Maisie Hon-Jacobs pays a visit to the hybrid clothing store at 92 Burton Road selling hand-picked vintage threads and making custom items for the likes of Billie Eilish.
An exciting clothes shop has opened at 92 Burton Road, next door to Peddler Market. It’s a hybrid of a vintage hand-selected collection (Fish Bowl Vintage) started by Owen Powers, alongside handmade original pieces from Morgan Sidle’s independent clothing brand, Made by Atelier.
Morgan’s current collection ‘LOVE WAR RIOT’ takes influence from the 80s punk scene, a hand-crafted style dating back to Vivienne Westwood and Malcolm McLaren’s first shop, ‘Sex’, opened on London’s famous King’s Road in 1974.

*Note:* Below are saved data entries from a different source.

use crate::api::ai_handlers::{chat_completions_handler, chat_diagnostic_handler, prompt_handler};
use crate::api::doc::ApiDoc;
use crate::api::ecos_handlers::{key_stats_handler, stat_search_handler};
use crate::api::handlers::{config_handler, config_update_handler, health_handler, metrics_handler};
use crate::api::market_handlers::{fdr_handler, yahoo_chart_handler};
use crate::api::state::AppState;
use axum::{
    extract::{MatchedPath, Request},
    middleware::{self, Next},
    response::Response,
    routing::{get, post},
    Router,
};

use std::time::{Duration, Instant};
use tower::ServiceBuilder;
use axum::http::HeaderValue;
use tower_http::cors::{Any, AllowOrigin, CorsLayer};
use tower_http::request_id::{MakeRequestUuid, PropagateRequestIdLayer, SetRequestIdLayer};
use tower_http::timeout::TimeoutLayer;
use tower_http::set_header::SetResponseHeaderLayer;
use tower_http::trace::TraceLayer;
use tracing::Level;
use utoipa::OpenApi;
use utoipa_swagger_ui::SwaggerUi;

/// Prefix the serverless deployment exposed its functions under.
pub const LEGACY_PREFIX: &str = "/.netlify/functions";

pub fn create_router(state: AppState, allowed_origins: String) -> Router {
    let cors = cors_layer(&allowed_origins);

    let layers = ServiceBuilder::new()
        .layer(
            TraceLayer::new_for_http()
                .make_span_with(|request: &axum::http::Request<_>| {
                    let request_id = request
                        .headers()
                        .get("x-request-id")
                        .and_then(|v| v.to_str().ok())
                        .unwrap_or("-");
                    tracing::span!(
                        Level::INFO,
                        "http_request",
                        method = %request.method(),
                        path = %request.uri().path(),
                        request_id = %request_id
                    )
                })
                .on_response(|response: &axum::http::Response<_>, latency: Duration, _span: &tracing::Span| {
                    if latency.as_millis() > 1000 {
                        tracing::warn!(status = response.status().as_u16(), "Slow HTTP request: {}ms", latency.as_millis());
                    }
                }),
        )
        .layer(SetRequestIdLayer::x_request_id(MakeRequestUuid))
        .layer(PropagateRequestIdLayer::x_request_id())
        .layer(TimeoutLayer::with_status_code(
            axum::http::StatusCode::REQUEST_TIMEOUT,
            Duration::from_secs(60),
        ))
        // Security headers
        .layer(SetResponseHeaderLayer::overriding(
            axum::http::header::X_CONTENT_TYPE_OPTIONS,
            HeaderValue::from_static("nosniff"),
        ))
        .layer(SetResponseHeaderLayer::overriding(
            axum::http::header::X_FRAME_OPTIONS,
            HeaderValue::from_static("DENY"),
        ))
        .layer(SetResponseHeaderLayer::overriding(
            axum::http::header::X_XSS_PROTECTION,
            HeaderValue::from_static("1; mode=block"),
        ))
        .layer(cors);

    // Function names kept for clients built against the serverless deployment.
    let legacy = Router::new()
        .route("/ecos-statsearch", get(stat_search_handler))
        .route("/ecos-keystats", get(key_stats_handler))
        .route("/config", get(config_handler).post(config_update_handler))
        .route("/openai-proxy", get(chat_diagnostic_handler).post(chat_completions_handler))
        .route("/gpt", post(prompt_handler))
        .route("/yahoo-finance", get(yahoo_chart_handler))
        .route("/fdr", get(fdr_handler));

    Router::new()
        .merge(SwaggerUi::new("/swagger-ui").url("/api-docs/openapi.json", ApiDoc::openapi()))
        // System endpoints (no versioning)
        .route("/health", get(health_handler))
        .route("/metrics", get(metrics_handler))
        .route("/config", get(config_handler).post(config_update_handler))
        // OpenAPI document (downloadable)
        .route("/v1/openapi.json", get(|| async { axum::Json(ApiDoc::openapi()) }))
        // ECOS
        .route("/v1/ecos/stat-search", get(stat_search_handler))
        .route("/v1/ecos/key-stats", get(key_stats_handler))
        // AI
        .route("/v1/ai/chat", get(chat_diagnostic_handler).post(chat_completions_handler))
        .route("/v1/ai/prompt", post(prompt_handler))
        // Market
        .route("/v1/market/yahoo-chart", get(yahoo_chart_handler))
        .route("/v1/market/fdr", get(fdr_handler))
        .nest(LEGACY_PREFIX, legacy)
        .route_layer(middleware::from_fn(track_metrics))
        .layer(layers)
        .with_state(state)
}

fn cors_layer(allowed_origins: &str) -> CorsLayer {
    if allowed_origins == "*" {
        return CorsLayer::permissive();
    }

    // Parse comma-separated origins, filter out invalid ones
    let origin_values: Vec<HeaderValue> = allowed_origins
        .split(',')
        .map(str::trim)
        .filter(|s| !s.is_empty())
        .filter_map(|s| s.parse::<HeaderValue>().ok())
        .collect();

    match origin_values.len() {
        0 => {
            tracing::warn!("No valid CORS origins found, falling back to permissive CORS");
            CorsLayer::permissive()
        }
        1 => CorsLayer::new()
            .allow_origin(AllowOrigin::exact(origin_values[0].clone()))
            .allow_methods(Any)
            .allow_headers(Any),
        _ => CorsLayer::new()
            .allow_origin(AllowOrigin::list(origin_values))
            .allow_methods(Any)
            .allow_headers(Any),
    }
}

/// Request count and latency per matched route.
async fn track_metrics(request: Request, next: Next) -> Response {
    let path = request
        .extensions()
        .get::<MatchedPath>()
        .map(|p| p.as_str().to_owned())
        .unwrap_or_else(|| "unmatched".to_owned());
    let method = request.method().to_string();
    let start = Instant::now();

    let response = next.run(request).await;

    let status = response.status().as_u16();
    metrics::counter!(
        "http_requests_total",
        "method" => method.clone(),
        "path" => path.clone(),
        "status" => status.to_string(),
        "status_class" => format!("{}xx", status / 100)
    )
    .increment(1);
    metrics::histogram!(
        "http_request_duration_seconds",
        "method" => method,
        "path" => path,
        "status" => status.to_string()
    )
    .record(start.elapsed().as_secs_f64());

    response
}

Morgan’s designs resemble a modern take on Vivienne Westwood’s Seditionaries clothing and t-shirts, an iconic style consisting of screen-printing graphic, colourful and often controversial mixed media images, with slogans famously associated with the Sex Pistols, like the recurring ‘No Future’. In a clear homage to this style, Morgan focuses on deconstructing oxford shirts with a familiar flair, giving them a new identity. Elsewhere Vivienne Westwood’s influence can be seen in the use of tartan, and the do-it-yourself style so central to the punk movement.
Morgan has taken an unconventional route into fashion, having taught himself everything he knows. He also handles all aspects of brand management, creative direction, sewing and printing himself, explaining how his ideas don’t thrive under instruction or being tested.

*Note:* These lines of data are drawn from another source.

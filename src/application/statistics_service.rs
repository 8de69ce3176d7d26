//! Bank of Korea statistics use cases.

use crate::application::series_fetcher::PagedSeriesFetcher;
use crate::domain::{Series, SeriesQuery};
use crate::error::ProxyError;
use crate::infrastructure::EcosClient;
use serde_json::Value;
use std::sync::Arc;
use tracing::info;

pub struct StatisticsService {
    fetcher: PagedSeriesFetcher,
    client: Arc<EcosClient>,
    page_size: usize,
    key_stats_limit: usize,
}

impl StatisticsService {
    pub fn new(client: Arc<EcosClient>, page_size: usize, max_in_flight: usize, key_stats_limit: usize) -> Self {
        info!(
            "Initialized StatisticsService (page_size={}, max_in_flight={})",
            page_size, max_in_flight
        );
        Self {
            fetcher: PagedSeriesFetcher::new(client.clone(), max_in_flight),
            client,
            page_size,
            key_stats_limit,
        }
    }

    pub fn page_size(&self) -> usize {
        self.page_size
    }

    /// Full series for `query`, every page merged and sorted.
    pub async fn stat_search(&self, query: &SeriesQuery) -> Result<Series, ProxyError> {
        let series = self.fetcher.fetch(query, self.page_size).await?;
        info!("{}: {} points", query.path(), series.len());
        Ok(series)
    }

    /// The key statistics list, unchanged.
    pub async fn key_statistics(&self) -> Result<Value, ProxyError> {
        self.client.fetch_key_statistics(self.key_stats_limit).await
    }
}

His approach to clothesmaking has been a journey of trial and error, fun and genuine passion. It is refreshing to see a clothing brand revelling in the rebellious and chaotic side to fashion, straying away from the mass-produced micro-trends inevitably heading to landfill. Morgan hopes to see his Love War and Riot collection worn around the Steel City.

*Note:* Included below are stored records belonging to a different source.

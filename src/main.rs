//! Macro Data Gateway
//!
//! An HTTP gateway in front of the Bank of Korea ECOS statistics API, an
//! OpenAI-compatible chat endpoint and the Yahoo Finance chart API. Upstream
//! keys are read from the environment and never leave the server.
//!
//! # Architecture
//!
//! - **Domain**: series types, ECOS wire models and the `PageSource` seam
//! - **Application**: paged series fetching, chat defaults, market transforms
//! - **Infrastructure**: the shared upstream HTTP client and per-upstream clients
//! - **API**: HTTP handlers, routing, OpenAPI and middleware
//!
//! # Configuration
//!
//! `config.yaml` (path overridable with `CONFIG_PATH`) plus environment:
//! - `BOK_API_KEY`: ECOS key, required for the statistics endpoints
//! - `OPENAI_API_KEY`, `OPENAI_BASE_URL`: chat completion upstream
//! - `APP_SHARED_KEY`: shared key expected in `X-App-Key` on `/v1/ai/prompt`
//! - `PORT`, `ALLOWED_ORIGINS`: server overrides
//! - `RUST_LOG`, `LOG_FORMAT`: logging (default `info`, `text`)
//!
//! # Quick Start
//!
//! ```bash
//! export BOK_API_KEY="your_key_here"
//! cargo run --release
//!
//! curl http://localhost:3010/health
//! curl "http://localhost:3010/v1/ecos/stat-search?statCode=722Y001&cycle=D&startDate=20240101&endDate=20240105&itemCode1=0101000"
//! ```

use anyhow::Context;
use macro_data_gateway::api::routes::create_router;
use macro_data_gateway::api::state::AppState;
use macro_data_gateway::config::AppConfig;
use macro_data_gateway::infrastructure::Secrets;
use metrics_exporter_prometheus::PrometheusBuilder;
use std::env;
use tracing_subscriber::{layer::SubscriberExt, util::SubscriberInitExt, EnvFilter};

#[tokio::main]
async fn main() -> anyhow::Result<()> {
    dotenvy::dotenv().ok();

    let log_format = env::var("LOG_FORMAT").unwrap_or_else(|_| "text".to_string());
    let env_filter = EnvFilter::new(
        env::var("RUST_LOG").unwrap_or_else(|_| "info".into()),
    );

    if log_format.eq_ignore_ascii_case("json") {
        tracing_subscriber::registry()
            .with(env_filter)
            .with(tracing_subscriber::fmt::layer().json())
            .init();
    } else {
        tracing_subscriber::registry()
            .with(env_filter)
            .with(tracing_subscriber::fmt::layer())
            .init();
    }

    // Load Config
    let config_path = env::var("CONFIG_PATH").unwrap_or_else(|_| "config.yaml".to_string());
    let mut config = AppConfig::load(&config_path)?;
    config.apply_env_overrides();

    let secrets = Secrets::from_env();
    secrets.log_status();

    let metrics = PrometheusBuilder::new()
        .install_recorder()
        .context("Failed to install Prometheus recorder")?;

    let state = AppState::build(&config, secrets, metrics)?;
    let app = create_router(state.clone(), config.server.allowed_origins.clone());

    let addr = format!("{}:{}", config.server.host, config.server.port);
    let listener = tokio::net::TcpListener::bind(&addr)
        .await
        .with_context(|| format!("Failed to bind to address {}", addr))?;
    tracing::info!("Macro data gateway running at http://{}", addr);
    tracing::info!(
        "ECOS: {} (page size {}, {} pages in flight)",
        config.ecos.base_url,
        config.ecos.page_size,
        config.ecos.max_in_flight
    );

    // Graceful shutdown handling
    axum::serve(listener, app)
        .with_graceful_shutdown(shutdown_signal())
        .await
        .context("Server error during operation")?;

    state.shutdown();
    tracing::info!("Upstream client closed, bye");

    Ok(())
}

/// Wait for SIGTERM or SIGINT (Ctrl+C) to initiate graceful shutdown
async fn shutdown_signal() {
    let ctrl_c = async {
        if let Err(e) = tokio::signal::ctrl_c().await {
            tracing::error!("Failed to install Ctrl+C handler: {}", e);
            std::future::pending::<()>().await;
        }
    };

    #[cfg(unix)]
    let terminate = async {
        match tokio::signal::unix::signal(tokio::signal::unix::SignalKind::terminate()) {
            Ok(mut signal) => {
                signal.recv().await;
            }
            Err(e) => {
                tracing::error!("Failed to install SIGTERM handler: {}", e);
                std::future::pending::<()>().await;
            }
        }
    };

    #[cfg(not(unix))]
    let terminate = std::future::pending::<()>();

    tokio::select! {
        _ = ctrl_c => {
            tracing::info!("Received Ctrl+C, initiating graceful shutdown");
        },
        _ = terminate => {
            tracing::info!("Received SIGTERM, initiating graceful shutdown");
        },
    }
}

Excitingly, he is also currently working on a personal commission for none other than Billie Eilish, whose associates got in touch with Morgan in the hope of getting Billy’s very own custom Oxford shirt made.
The vintage side of things is all up to Owen Powers and ‘Fish Bowl Vintage’. Owen set up Fish Bowl in his second year of university, but his interest in vintage fashion soon took over from his studies, so he dropped out of university to take on running the shop full-time. Three years later, Owen is travelling around Italy and searching for Italian brands to supply his retail space.
Fish Bowl stocks brands such as CP Company, Missoni, Benetton, Armani, Best Company, Stone Island and any others that fit Owen’s vision. He focuses primarily on the 1980s to early 2000s, a period when he believes designers had more freedom of design, pattern and functionality; resulting in original pieces that stand the test of time.
The duo are excited to be running their own studio together, telling me about their big plans to make their mark on the Sheffield scene. With their youth-led style straying and rebelling from the glossy mainstream of fast and unaffordable fashion, you can see the history of rebellious youth culture movements living on in their Kelham Island studio.